Python Version: 3.12.3

PyTorch Version: 2.6.0+cu124

Container: nvcr.io/nvidia/tensorrt:25.03-py3

Steps To Reproduce

Commands or scripts:

  1. Export ONNX model from PyTorch using the provided script. https://gist.github.com/WoodieDudy/f91209ff64d3d84e1fab7d8860f18d42 Or download onnx file https://drive.google.com/file/d/1ItOgKQtcg47lqooq9G1Qi7pLz6qv1fYG/view?usp=sharing
  2. Build TensorRT engine:
    trtexec --onnx=model_static.onnx --saveEngine=model_static.engine
    
  3. Run the following Python script for inference and comparison:
import numpy as np
import tensorrt as trt
import pycuda.driver as cuda
import pycuda.autoinit
import onnxruntime

class TRTInference:
    def __init__(self, engine_path: str):
        with open(engine_path, 'rb') as f:
            engine_data = f.read()
        runtime = trt.Runtime(trt.Logger(trt.Logger.WARNING))
        self.engine = runtime.deserialize_cuda_engine(engine_data)
        self.context = self.engine.create_execution_context()
        self.stream = cuda.Stream()
        self.input_tensor_indices = []
        self.output_tensor_indices = []
        for i in range(self.engine.num_io_tensors):
            tensor_name = self.engine.get_tensor_name(i)
            mode = self.engine.get_tensor_mode(tensor_name)
            if mode == trt.TensorIOMode.INPUT:
                self.input_tensor_indices.append(i)
            else:
                self.output_tensor_indices.append(i)

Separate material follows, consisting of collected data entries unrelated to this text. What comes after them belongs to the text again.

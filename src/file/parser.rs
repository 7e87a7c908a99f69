//! Low-level byte stream parser for class-file and bytecode decoding.
//!
//! This module provides the [`crate::file::parser::Parser`] type, a cursor-based binary data
//! parser designed for reading JVM class-file structures and method bytecode. It offers
//! bounds-checked access to big-endian data, raw byte slices and modified UTF-8 strings.
//!
//! # Key Components
//!
//! ## Navigation Methods
//! - [`crate::file::parser::Parser::seek`] - Move to specific position
//! - [`crate::file::parser::Parser::advance`] - Move forward by one byte
//! - [`crate::file::parser::Parser::advance_by`] - Move forward by specified bytes
//! - [`crate::file::parser::Parser::pos`] - Get current position
//! - [`crate::file::parser::Parser::align`] - Align to byte boundaries
//!
//! ## Data Access Methods
//! - [`crate::file::parser::Parser::read_be`] - Read primitive types (big-endian)
//! - [`crate::file::parser::Parser::peek_byte`] - Peek at current byte without advancing
//! - [`crate::file::parser::Parser::read_bytes`] - Borrow a raw slice and advance
//! - [`crate::file::parser::Parser::read_modified_utf8`] - Decode a `CONSTANT_Utf8` payload
//!
//! # Usage Examples
//!
//! ```rust
//! use usagescope::Parser;
//!
//! let data = [0xCA, 0xFE, 0xBA, 0xBE, 0x00, 0x00, 0x00, 0x41];
//! let mut parser = Parser::new(&data);
//!
//! assert_eq!(parser.read_be::<u32>()?, 0xCAFE_BABE);
//! assert_eq!(parser.read_be::<u16>()?, 0);
//! assert_eq!(parser.read_be::<u16>()?, 0x41);
//! assert!(!parser.has_more_data());
//! # Ok::<(), usagescope::Error>(())
//! ```

use std::borrow::Cow;

use crate::{
    file::io::{read_be_at, ClassIO},
    Result,
};

/// A generic binary data parser for reading class-file structures.
///
/// `Parser` provides a cursor-based interface for reading big-endian binary data. The parser
/// maintains an internal position cursor and provides bounds checking to prevent buffer
/// overruns when reading malformed or truncated data.
///
/// # Examples
///
/// ```rust
/// use usagescope::Parser;
///
/// let data = [0x01, 0x02, 0x03, 0x04, 0x05, 0x06, 0x07, 0x08];
/// let mut parser = Parser::new(&data);
///
/// let first = parser.read_be::<u32>()?;
/// assert_eq!(first, 0x01020304);
///
/// parser.seek(6)?;
/// let last_bytes = parser.read_be::<u16>()?;
/// assert_eq!(last_bytes, 0x0708);
/// # Ok::<(), usagescope::Error>(())
/// ```
pub struct Parser<'a> {
    /// The binary data being parsed
    data: &'a [u8],
    /// Current position within the data buffer
    position: usize,
}

impl<'a> Parser<'a> {
    /// Create a new [`crate::file::parser::Parser`] from a byte slice.
    ///
    /// # Arguments
    /// * `data` - The byte slice to read from
    #[must_use]
    pub fn new(data: &'a [u8]) -> Self {
        Parser { data, position: 0 }
    }

    /// Returns the length of the underlying data buffer.
    #[must_use]
    pub fn len(&self) -> usize {
        self.data.len()
    }

    /// Returns `true` if the parser has no data.
    #[must_use]
    pub fn is_empty(&self) -> bool {
        self.data.is_empty()
    }

    /// Returns `true` if there is more data available to parse.
    #[must_use]
    pub fn has_more_data(&self) -> bool {
        self.position < self.data.len()
    }

    /// Move the current position to the specified index.
    ///
    /// # Errors
    /// Returns [`crate::Error::OutOfBounds`] if position is beyond the data length.
    pub fn seek(&mut self, pos: usize) -> Result<()> {
        if pos >= self.data.len() {
            return Err(out_of_bounds_error!());
        }

        self.position = pos;
        Ok(())
    }

    /// Move the position forward by one byte.
    ///
    /// # Errors
    /// Returns [`crate::Error::OutOfBounds`] if advancing would exceed the data length.
    pub fn advance(&mut self) -> Result<()> {
        self.advance_by(1)
    }

    /// Move the position forward by the specified number of bytes.
    ///
    /// # Arguments
    /// * `step` - Amount of bytes to advance
    ///
    /// # Errors
    /// Returns [`crate::Error::OutOfBounds`] if advancing by step would exceed the data length.
    pub fn advance_by(&mut self, step: usize) -> Result<()> {
        self.position = self.calc_end_position(step)?;
        Ok(())
    }

    /// Get the current position of the parser within the data buffer.
    #[must_use]
    pub fn pos(&self) -> usize {
        self.position
    }

    /// Get access to the underlying data buffer.
    #[must_use]
    pub fn data(&self) -> &'a [u8] {
        self.data
    }

    /// Peek at the next byte without advancing the position.
    ///
    /// # Errors
    /// Returns [`crate::Error::OutOfBounds`] if position is at or beyond the data length.
    pub fn peek_byte(&self) -> Result<u8> {
        self.data
            .get(self.position)
            .copied()
            .ok_or(out_of_bounds_error!())
    }

    /// Align the position to a specific boundary.
    ///
    /// `tableswitch` and `lookupswitch` pad their operands to a 4-byte boundary relative to
    /// the start of the code array, which is why method bodies are parsed with their own
    /// `Parser` over the code slice.
    ///
    /// # Arguments
    /// * `alignment` - The boundary to align to (must be a power of 2)
    ///
    /// # Errors
    /// Returns [`crate::Error::OutOfBounds`] if aligning would exceed the data length.
    ///
    /// # Examples
    ///
    /// ```rust
    /// use usagescope::Parser;
    /// let data = [0x01, 0x02, 0x03, 0x04, 0x05, 0x06, 0x07, 0x08];
    /// let mut parser = Parser::new(&data);
    ///
    /// parser.advance()?;
    /// parser.align(4)?;
    /// assert_eq!(parser.pos(), 4);
    /// # Ok::<(), usagescope::Error>(())
    /// ```
    pub fn align(&mut self, alignment: usize) -> Result<()> {
        let padding = (alignment - (self.position % alignment)) % alignment;
        self.advance_by(padding)
    }

    /// Read a type `T` from the current position in big-endian format and advance the position.
    ///
    /// # Errors
    /// Returns [`crate::Error::OutOfBounds`] if reading would exceed the data length.
    pub fn read_be<T: ClassIO>(&mut self) -> Result<T> {
        read_be_at::<T>(self.data, &mut self.position)
    }

    /// Calculate the end position for reading `length` bytes from the current position.
    ///
    /// # Errors
    /// Returns [`crate::Error::OutOfBounds`] if the end position would overflow or exceed
    /// the data length.
    pub fn calc_end_position(&self, length: usize) -> Result<usize> {
        let end = self
            .position
            .checked_add(length)
            .ok_or(out_of_bounds_error!())?;

        if end > self.data.len() {
            return Err(out_of_bounds_error!());
        }

        Ok(end)
    }

    /// Reads a slice of bytes of the specified length from the current position.
    ///
    /// The returned slice borrows from the original input, not from the parser.
    ///
    /// # Errors
    /// Returns [`crate::Error::OutOfBounds`] if reading `length` bytes would exceed the data.
    pub fn read_bytes(&mut self, length: usize) -> Result<&'a [u8]> {
        let end = self.calc_end_position(length)?;
        let bytes = &self.data[self.position..end];
        self.position = end;
        Ok(bytes)
    }

    /// Read `length` bytes of modified UTF-8 (JVMS 4.4.7).
    ///
    /// Modified UTF-8 differs from standard UTF-8 in two ways: NUL is encoded as the two-byte
    /// sequence `0xC0 0x80`, and supplementary characters are stored as two encoded UTF-16
    /// surrogates of three bytes each. Input that is already valid standard UTF-8 is borrowed
    /// without copying.
    ///
    /// A surrogate without its partner is legal in a class file (a `"\uD800"` literal compiles
    /// to one) but has no `str` form; it decodes to `U+FFFD`.
    ///
    /// # Errors
    /// Returns [`crate::Error::OutOfBounds`] if the string is truncated, or
    /// [`crate::Error::Malformed`] for bytes that can never appear in modified UTF-8.
    ///
    /// # Examples
    ///
    /// ```rust
    /// use usagescope::Parser;
    ///
    /// let data = [b'a', 0xC0, 0x80, b'b'];
    /// let mut parser = Parser::new(&data);
    /// assert_eq!(parser.read_modified_utf8(4)?, "a\0b");
    /// # Ok::<(), usagescope::Error>(())
    /// ```
    pub fn read_modified_utf8(&mut self, length: usize) -> Result<Cow<'a, str>> {
        let bytes = self.read_bytes(length)?;
        if let Ok(text) = std::str::from_utf8(bytes) {
            return Ok(Cow::Borrowed(text));
        }

        let mut units: Vec<u16> = Vec::with_capacity(bytes.len());
        let mut index = 0;
        while index < bytes.len() {
            let lead = bytes[index];
            let (unit, width) = match lead {
                0x01..=0x7F => (u16::from(lead), 1),
                0xC0..=0xDF => {
                    let second = continuation(bytes, index + 1)?;
                    ((u16::from(lead & 0x1F) << 6) | second, 2)
                }
                0xE0..=0xEF => {
                    let second = continuation(bytes, index + 1)?;
                    let third = continuation(bytes, index + 2)?;
                    ((u16::from(lead & 0x0F) << 12) | (second << 6) | third, 3)
                }
                _ => {
                    return Err(malformed_error!(
                        "Invalid modified UTF-8 lead byte {:#04x} at {}",
                        lead,
                        index
                    ))
                }
            };
            units.push(unit);
            index += width;
        }

        Ok(Cow::Owned(String::from_utf16_lossy(&units)))
    }
}

fn continuation(bytes: &[u8], index: usize) -> Result<u16> {
    match bytes.get(index) {
        Some(&byte) if byte & 0xC0 == 0x80 => Ok(u16::from(byte & 0x3F)),
        Some(&byte) => Err(malformed_error!(
            "Invalid modified UTF-8 continuation byte {:#04x} at {}",
            byte,
            index
        )),
        None => Err(out_of_bounds_error!()),
    }
}

#[cfg(test)]
mod tests {
    use super::*;
    use crate::Error;

    #[test]
    fn navigation() {
        let data = [0x01, 0x02, 0x03, 0x04, 0x05];
        let mut parser = Parser::new(&data);

        assert_eq!(parser.len(), 5);
        assert!(!parser.is_empty());
        parser.advance_by(3).unwrap();
        assert_eq!(parser.pos(), 3);
        assert_eq!(parser.peek_byte().unwrap(), 0x04);
        parser.seek(0).unwrap();
        assert_eq!(parser.read_be::<u8>().unwrap(), 0x01);

        assert!(matches!(parser.seek(5), Err(Error::OutOfBounds { .. })));
        assert!(matches!(parser.advance_by(10), Err(Error::OutOfBounds { .. })));
        assert_eq!(parser.pos(), 1);
    }

    #[test]
    fn align_to_boundary() {
        let data = [0u8; 12];
        let mut parser = Parser::new(&data);

        parser.align(4).unwrap();
        assert_eq!(parser.pos(), 0);

        parser.advance_by(5).unwrap();
        parser.align(4).unwrap();
        assert_eq!(parser.pos(), 8);

        let mut short = Parser::new(&data[..6]);
        short.advance_by(5).unwrap();
        assert!(short.align(4).is_err());
    }

    #[test]
    fn read_bytes_borrows_input() {
        let data = [0x0A, 0x0B, 0x0C];
        let mut parser = Parser::new(&data);

        assert_eq!(parser.read_bytes(2).unwrap(), &[0x0A, 0x0B]);
        assert!(parser.read_bytes(2).is_err());
        assert_eq!(parser.read_bytes(1).unwrap(), &[0x0C]);
        assert!(!parser.has_more_data());
    }

    #[test]
    fn modified_utf8_plain_is_borrowed() {
        let data = b"net/minecraft/Foo";
        let mut parser = Parser::new(data);
        let text = parser.read_modified_utf8(data.len()).unwrap();
        assert!(matches!(text, Cow::Borrowed("net/minecraft/Foo")));
    }

    #[test]
    fn modified_utf8_supplementary_character() {
        // U+1F600 as a surrogate pair: D83D DE00
        let data = [0xED, 0xA0, 0xBD, 0xED, 0xB8, 0x80];
        let mut parser = Parser::new(&data);
        let text = parser.read_modified_utf8(data.len()).unwrap();
        assert_eq!(text, "\u{1F600}");
    }

    #[test]
    fn modified_utf8_errors() {
        let mut parser = Parser::new(&[0xFF]);
        assert!(matches!(
            parser.read_modified_utf8(1),
            Err(Error::Malformed { .. })
        ));

        let mut parser = Parser::new(&[0xC0]);
        assert!(matches!(
            parser.read_modified_utf8(1),
            Err(Error::OutOfBounds { .. })
        ));
    }

    #[test]
    fn modified_utf8_unpaired_surrogates() {
        // "\uD800" on its own
        let mut parser = Parser::new(&[0xED, 0xA0, 0x80]);
        assert_eq!(parser.read_modified_utf8(3).unwrap(), "\u{FFFD}");

        // Low surrogate first, then a valid pair
        let data = [0xED, 0xB8, 0x80, b'x', 0xED, 0xA0, 0xBD, 0xED, 0xB8, 0x80];
        let mut parser = Parser::new(&data);
        assert_eq!(
            parser.read_modified_utf8(data.len()).unwrap(),
            "\u{FFFD}x\u{1F600}"
        );
        assert!(!parser.has_more_data());
    }
}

    def infer(self, input_tensors: list):
        num_tensors = self.engine.num_io_tensors
        bindings = [None] * num_tensors
        for idx, tensor_index in enumerate(self.input_tensor_indices):
            input_array = input_tensors[idx]
            tensor_name = self.engine.get_tensor_name(tensor_index)
            self.context.set_input_shape(tensor_name, input_array.shape)
            input_mem = cuda.mem_alloc(input_array.nbytes)
            cuda.memcpy_htod_async(input_mem, input_array, self.stream)
            bindings[tensor_index] = int(input_mem)
        output_buffers = {}
        for tensor_index in self.output_tensor_indices:
            tensor_name = self.engine.get_tensor_name(tensor_index)
            out_shape = self.context.get_tensor_shape(tensor_name)
            dtype = trt.nptype(self.engine.get_tensor_dtype(tensor_name))
            nbytes = np.prod(out_shape) * np.dtype(dtype).itemsize
            output_mem = cuda.mem_alloc(int(nbytes))
            bindings[tensor_index] = int(output_mem)
            output_buffers[tensor_index] = (output_mem, out_shape, dtype)
        for i in range(num_tensors):
            tensor_name = self.engine.get_tensor_name(i)
            self.context.set_tensor_address(tensor_name, bindings[i])
        self.context.execute_async_v3(stream_handle=self.stream.handle)
        self.stream.synchronize()
        outputs = []
        for tensor_index in self.output_tensor_indices:
            output_mem, out_shape, dtype = output_buffers[tensor_index]
            host_output = np.empty(out_shape, dtype=dtype)
            cuda.memcpy_dtoh(host_output, output_mem)
            outputs.append(host_output)
        return outputs

batch_size = 16
input_x_np = np.random.rand(batch_size, 240_000).astype(np.float32)
input_xlen_np = np.ones((batch_size,), dtype=np.float32)
engine_path = 'model_static.engine'
inference_engine = TRTInference(engine_path)
trt_outputs = inference_engine.infer([input_x_np, input_xlen_np])
print("TensorRT outputs:")
for idx, output in enumerate(trt_outputs):
    print(f"Output {idx} shape: {output.shape}")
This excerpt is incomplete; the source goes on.